Couturier C, Antonio V, Brouillet A, Béréziat G, Raymondjean M, Andréani M
Unité Propre de Recherche de l'Université Pierre et Marie Curie, associée au CNRS (ESA7079), Paris, France.
Arterioscler Thromb Vasc Biol. 2000 Dec;20(12):2559-65. doi: 10.1161/01.atv.20.12.2559.
Type II secreted phospholipase A(2) (sPLA(2)) releases precursors of important inflammatory lipid mediators from phospholipids. Some observations have indicated that the sPLA(2), which has been implicated in chronic inflammatory conditions such as arthritis, contributes to atherosclerosis in the arterial wall. sPLA(2) was not detected in control vascular smooth muscle cells (VSMC). Treatment of VSMC with agents that increase intracellular cAMP (eg, forskolin, dibutyryl [db]-cAMP) resulted in a time- and concentration-dependent increase in sPLA(2) gene expression. Semiquantitative reverse transcriptase polymerase chain reaction (RT-PCR) showed a marked dose-dependent inhibition of forskolin-induced mRNA by protein kinase A inhibitor. Electrophoretic mobility shift analysis of nuclear proteins from forskolin-treated and db-cAMP-treated VSMC with C/EBP consensus oligonucleotides and C/EBP oligonucleotides from the rat promoter revealed greater binding than in control VSMC. Incubation of VSMC with H89, a specific protein kinase inhibitor, also blocked the binding of nuclear C/EBP to the C/EBP site of the rat promoter induced by db-cAMP and forskolin. Binding was unchanged with the use of CRE consensus oligonucleotides. Antibodies revealed the specific formation of C/EBP/DNA complexes, the majority of which were supershifted by C/EBP-ss and -delta antibodies. Functional activation of C/EBP was confirmed by a luciferase reporter gene assay. A construct comprising 4 tandem repeat copies of the C/EBP element from the rat sPLA(2) promoter linked to luciferase was transcriptionally activated in VSMC by cotransfection with expression vector for the protein kinase A catalytic subunit. It was also significantly activated in transfected VSMC treated by forskolin or db-cAMP. H89 inhibited this activations. We therefore conclude that the increases in sPLA(2) mRNA and enzyme activity produced by cAMP-elevating agents is controlled by a mechanism involving nuclear C/EBP-ss and -delta acting through a protein kinase A signaling pathway.

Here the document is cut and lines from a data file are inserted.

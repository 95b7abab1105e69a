use derive_more::{Display, From};

#[cfg(feature = "serde")]
use serde::{Deserialize, Serialize};

/// A scalar carried by a leaf element
#[derive(Debug, Clone, PartialEq, Display, From)]
#[cfg_attr(feature = "serde", derive(Serialize, Deserialize))]
pub enum Value {
    /// A boolean flag
    #[display(fmt = "{}", _0)]
    Bool(bool),

    /// A signed 32-bit integer
    #[display(fmt = "{}", _0)]
    Int(i32),

    /// An unsigned 32-bit integer
    #[display(fmt = "{}", _0)]
    UInt(u32),

    /// A signed 64-bit integer
    #[display(fmt = "{}", _0)]
    Long(i64),

    /// An unsigned 64-bit integer
    #[display(fmt = "{}", _0)]
    ULong(u64),

    /// A double precision float
    #[display(fmt = "{}", _0)]
    Double(f64),

    /// A string
    #[display(fmt = "{}", _0)]
    Text(String),
}

impl Value {
    /// Name of the Rust type stored in this value
    pub fn kind(&self) -> &'static str {
        match self {
            Value::Bool(_) => "bool",
            Value::Int(_) => "i32",
            Value::UInt(_) => "u32",
            Value::Long(_) => "i64",
            Value::ULong(_) => "u64",
            Value::Double(_) => "f64",
            Value::Text(_) => "String",
        }
    }

    /// Borrow the string payload, if this is a `Text` value
    pub fn as_str(&self) -> Option<&str> {
        match self {
            Value::Text(text) => Some(text.as_str()),
            _ => None,
        }
    }
}

impl From<&str> for Value {
    fn from(text: &str) -> Self {
        Value::Text(text.to_string())
    }
}

/// Strict conversion out of a [`Value`]
///
/// A value converts only into the type of its own variant: an `Int` is not
/// readable as `u32`, `f64` or `String`. Absent values are rejected unless the
/// target is an `Option`.
pub trait FromValue: Sized {
    /// Type name reported when a conversion fails
    fn expected() -> &'static str;

    /// Convert a present value, or `None` when the variant does not match
    fn from_value(value: Value) -> Option<Self>;

    /// Result for an element that stores no scalar
    fn from_absent() -> Option<Self> {
        None
    }
}

macro_rules! impl_from_value {
    ($($ty:ty => $variant:ident),* $(,)?) => {
        $(
            impl FromValue for $ty {
                fn expected() -> &'static str {
                    stringify!($ty)
                }

                fn from_value(value: Value) -> Option<Self> {
                    match value {
                        Value::$variant(inner) => Some(inner),
                        _ => None,
                    }
                }
            }
        )*
    };
}

impl_from_value! {
    bool => Bool,
    i32 => Int,
    u32 => UInt,
    i64 => Long,
    u64 => ULong,
    f64 => Double,
    String => Text,
}

impl FromValue for Value {
    fn expected() -> &'static str {
        "Value"
    }

    fn from_value(value: Value) -> Option<Self> {
        Some(value)
    }
}

impl<T: FromValue> FromValue for Option<T> {
    fn expected() -> &'static str {
        T::expected()
    }

    fn from_value(value: Value) -> Option<Self> {
        T::from_value(value).map(Some)
    }

    fn from_absent() -> Option<Self> {
        Some(None)
    }
}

II型分泌型磷脂酶A2(sPLA(2))可从磷脂中释放重要炎性脂质介质的前体。一些观察结果表明,sPLA(2)与诸如关节炎等慢性炎症性疾病有关,它在动脉壁动脉粥样硬化的形成中起作用。在对照血管平滑肌细胞(VSMC)中未检测到sPLA(2)。用增加细胞内cAMP的试剂(如福斯可林、二丁酰[db]-cAMP)处理VSMC,导致sPLA(2)基因表达呈时间和浓度依赖性增加。半定量逆转录聚合酶链反应(RT-PCR)显示蛋白激酶A抑制剂对福斯可林诱导的mRNA有明显的剂量依赖性抑制作用。用C/EBP共有寡核苷酸以及大鼠启动子的C/EBP寡核苷酸对经福斯可林处理和db-cAMP处理的VSMC的核蛋白进行电泳迁移率变动分析,结果显示与对照VSMC相比结合增强。用特异性蛋白激酶抑制剂H89孵育VSMC,也可阻断db-cAMP和福斯可林诱导的核C/EBP与大鼠启动子C/EBP位点的结合。使用CRE共有寡核苷酸时结合无变化。抗体显示形成了特异性的C/EBP/DNA复合物,其中大多数被C/EBP-ss和-delta抗体超迁移。荧光素酶报告基因测定证实了C/EBP的功能激活。包含来自大鼠sPLA(2)启动子的4个串联重复拷贝的C/EBP元件并与荧光素酶相连的构建体,通过与蛋白激酶A催化亚基的表达载体共转染在VSMC中被转录激活。在用福斯可林或db-cAMP处理的转染VSMC中它也被显著激活。H89抑制这种激活。因此我们得出结论,cAMP升高剂所产生的sPLA(2) mRNA和酶活性的增加是由一种涉及核C/EBP-ss和-delta通过蛋白激酶A信号通路起作用的机制所控制。